Dems blast Scott for pressuring Monroe supervisor

Sen. Joyner

Dems blast Scott for pressuring Monroe supervisor

By Brandon Larrabee

The News Service Of Florida

 

    THE CAPITAL, TALLAHASSEE, FL Democrats accused Gov. Rick Scott of bullying the supervisor of elections in Monroe County on Wednesday, the latest salvo in the high-stakes battle over early voting in the November elections.

    With Florida’s 29 electoral votes expected to play a key role in deciding the contest between President Barack Obama, a Democrat, and former Massachusetts Gov. Mitt Romney, a Republican, a decision by three federal judges to block a controversial early-voting law in five Florida counties has sparked a heated debate over how to respond.

    The three-judge panel struck down the law during the “pre-clearance” process. Because of a history of language and racial discrimination, the Voting Rights Act requires five Florida counties — Collier, Hardee, Hendry, Hillsborough and Monroe — to get approval from either the U.S. Department of Justice or a federal court in Washington, D.C. for major elections process changes.

    State officials expect in November to use the new law — approved by the Legislature last year – in the other 62 counties, as they did in this month’s primary. The change reduced the number of early voting days in those 62 counties from a maxi-mum of 14 to eight. They also want the supervisors in the other five counties to submit a plan calling for 12 hours of early voting a day over those eight days, something the judges suggested could make the law acceptable there.

    But Harry Sawyer, a Republican elections supervisor in Monroe County, which includes the Florida Keys, has refused, prompting Scott to suggest on Tuesday that he might suspend Sawyer. Former Democratic state Sen. Dan Gelber blasted that statement in a conference call Wednesday, saying Sawyer was simply following the D.C. court’s decision.

    “At this point, the only person doing precisely what he’s sup-posed to do is the Monroe County supervisor of elections,” Gelber said.

    Sen. Arthenia Joyner, D-Tampa, also called on Scott to set aside the early-voting changes across Florida in re-sponse to the court ruling.

Joyner has filed a legal challenge with the Department of Administrative Hearings seeking to block an order by Detzner that the voting law changes take effect in the other 62 counties even before they were precleared. The judge in that case has delayed a decision, originally scheduled for Friday, in light of the federal ruling.

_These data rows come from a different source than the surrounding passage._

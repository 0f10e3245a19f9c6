//! etcd v2 client for the Calico v1 datastore

use super::http::ApiHttpClient;
use super::keys::{self, EtcdNode, LEGACY_PREFIXES, READY_KEY};
use crate::error::{AccessError, HttpError, Store};
use crate::resource::LegacyResource;
use serde::Deserialize;
use serde_json::Value;
use url::Url;

/// etcd v2 error code for "key not found"
const ETCD_KEY_NOT_FOUND: u64 = 100;

#[derive(Debug, Deserialize)]
struct KeysResponse {
    node: EtcdNode,
}

/// Client for the etcd v2 keys API
///
/// Endpoints are tried in order; the next one is used only when the previous
/// could not be reached at all.
#[derive(Clone)]
pub struct LegacyClient {
    http: ApiHttpClient,
    endpoints: Vec<Url>,
}

impl LegacyClient {
    pub fn new(http: ApiHttpClient, endpoints: Vec<Url>) -> Self {
        Self { http, endpoints }
    }

    fn url(endpoint: &Url, path: &str) -> String {
        format!("{}{}", endpoint.as_str().trim_end_matches('/'), path)
    }

    /// Check that some endpoint answers
    pub async fn ping(&self) -> Result<(), AccessError> {
        self.get("/version").await.map(|_| ())
    }

    async fn get(&self, path: &str) -> Result<Value, AccessError> {
        let mut last: Option<HttpError> = None;
        for endpoint in &self.endpoints {
            match self.http.get(&Self::url(endpoint, path)).await {
                Err(err) if err.is_unreachable() => {
                    tracing::warn!("etcd endpoint {} unreachable, trying next", endpoint);
                    last = Some(err);
                }
                result => return result.map_err(|e| AccessError::request(Store::Legacy, e)),
            }
        }
        Err(match last {
            Some(err) => AccessError::request(Store::Legacy, err),
            None => AccessError::malformed(Store::Legacy, "no etcd endpoints configured"),
        })
    }

    async fn put(&self, path: &str, form: &[(&str, &str)]) -> Result<(), AccessError> {
        let mut last: Option<HttpError> = None;
        for endpoint in &self.endpoints {
            match self.http.put_form(&Self::url(endpoint, path), form).await {
                Err(err) if err.is_unreachable() => {
                    tracing::warn!("etcd endpoint {} unreachable, trying next", endpoint);
                    last = Some(err);
                }
                result => return result.map(|_| ()).map_err(|e| AccessError::request(Store::Legacy, e)),
            }
        }
        Err(match last {
            Some(err) => AccessError::request(Store::Legacy, err),
            None => AccessError::malformed(Store::Legacy, "no etcd endpoints configured"),
        })
    }

    /// Fetch the subtree under `prefix`, or `None` if the prefix does not exist
    pub async fn get_tree(&self, prefix: &str) -> Result<Option<EtcdNode>, AccessError> {
        let path = format!("/v2/keys{}?recursive=true&sorted=true", prefix);
        let response = match self.get(&path).await {
            Ok(value) => value,
            Err(AccessError::Request { source, .. }) if is_missing_key(&source) => {
                tracing::debug!("{} not present", prefix);
                return Ok(None);
            }
            Err(err) => return Err(err),
        };

        let parsed: KeysResponse = serde_json::from_value(response)
            .map_err(|e| AccessError::malformed(Store::Legacy, format!("keys response for {}: {}", prefix, e)))?;
        Ok(Some(parsed.node))
    }

    /// Read every v1 record under the Calico prefixes
    pub async fn list_all(&self) -> Result<Vec<LegacyResource>, AccessError> {
        let mut leaves = Vec::new();
        for prefix in LEGACY_PREFIXES {
            if let Some(tree) = self.get_tree(prefix).await? {
                leaves.extend(tree.leaves());
            }
        }
        tracing::debug!("Read {} v1 keys", leaves.len());
        Ok(keys::parse_leaves(&leaves))
    }

    /// Set a single key
    pub async fn set(&self, key: &str, value: &str) -> Result<(), AccessError> {
        self.put(&format!("/v2/keys{}", key), &[("value", value)]).await
    }

    /// Set the Felix readiness flag
    pub async fn set_ready(&self, ready: bool) -> Result<(), AccessError> {
        tracing::info!("Setting {} to {}", READY_KEY, ready);
        self.set(READY_KEY, if ready { "true" } else { "false" }).await
    }
}

/// etcd answers 404 with errorCode 100 for a missing key
///
/// Any other 404 (a proxy, a wrong base path) is an access error, never
/// an empty datastore.
fn is_missing_key(err: &HttpError) -> bool {
    match err {
        HttpError::Status { status: 404, body, .. } => serde_json::from_str::<Value>(body)
            .ok()
            .and_then(|v| v.get("errorCode").and_then(Value::as_u64))
            == Some(ETCD_KEY_NOT_FOUND),
        _ => false,
    }
}

#[cfg(test)]
mod tests {
    use super::*;

    fn status(status: u16, body: &str) -> HttpError {
        HttpError::Status {
            url: "http://etcd:2379/v2/keys/calico/v1".into(),
            status,
            body: body.into(),
        }
    }

    #[test]
    fn test_missing_key_detection() {
        assert!(is_missing_key(&status(404, r#"{"errorCode":100,"message":"Key not found"}"#)));
        assert!(!is_missing_key(&status(404, "")));
        assert!(!is_missing_key(&status(404, "404 page not found")));
        assert!(!is_missing_key(&status(404, r#"{"errorCode":110}"#)));
        assert!(!is_missing_key(&status(500, "")));
    }

    #[test]
    fn test_url_joins_without_double_slash() {
        let endpoint = Url::parse("http://etcd:2379/").unwrap();
        assert_eq!(LegacyClient::url(&endpoint, "/version"), "http://etcd:2379/version");
    }
}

     “[Scott] should accept that the new law is fatally flawed, and that all 67 counties in this state need to vote uniformly under the previous law that’s in effect in the five covered counties,” Joyner said.

     Scott’s office says Sawyer isn’t doing his job by refusing to go along with the eight-day, 12-hour voting time frame in an effort to get it precleared. Late Tuesday, the governor’s office released identically worded emails from the supervisors of elections in the other four preclearance counties.

     “If the early voting changes in Chapter 2011-40 receive preclearance, Collier County would offer early voting for 12 hours per day on each day of the early voting period, from 7 a.m. to 7 p.m. each day, for the November 2012 General Election,” read the one from Collier.

     In an email with the supervisors’ statements attached, Scott spokesman Brian Burgess added that, “it’s our view that Monroe County has a duty to present a plan that would meet pre-clearance requirements.”

     Meanwhile, Secretary of State Ken Detzner announced that some new rules regarding third-party voter registration groups had gained preclearance. But those rules don’t include one of the more controversial provisions, which required those groups to turn in all completed registration forms within 48 hours; that was blocked by a federal court in Tallahassee in May.

     “By the time the court has finished ruling on last year’s elections law, I am confident all 80 provisions of the law will be approved and Florida will be even better prepared to conduct elections in a manner that serves its voters’ interests and needs,” Detzner said in a statement announcing the approval of the third-party rules.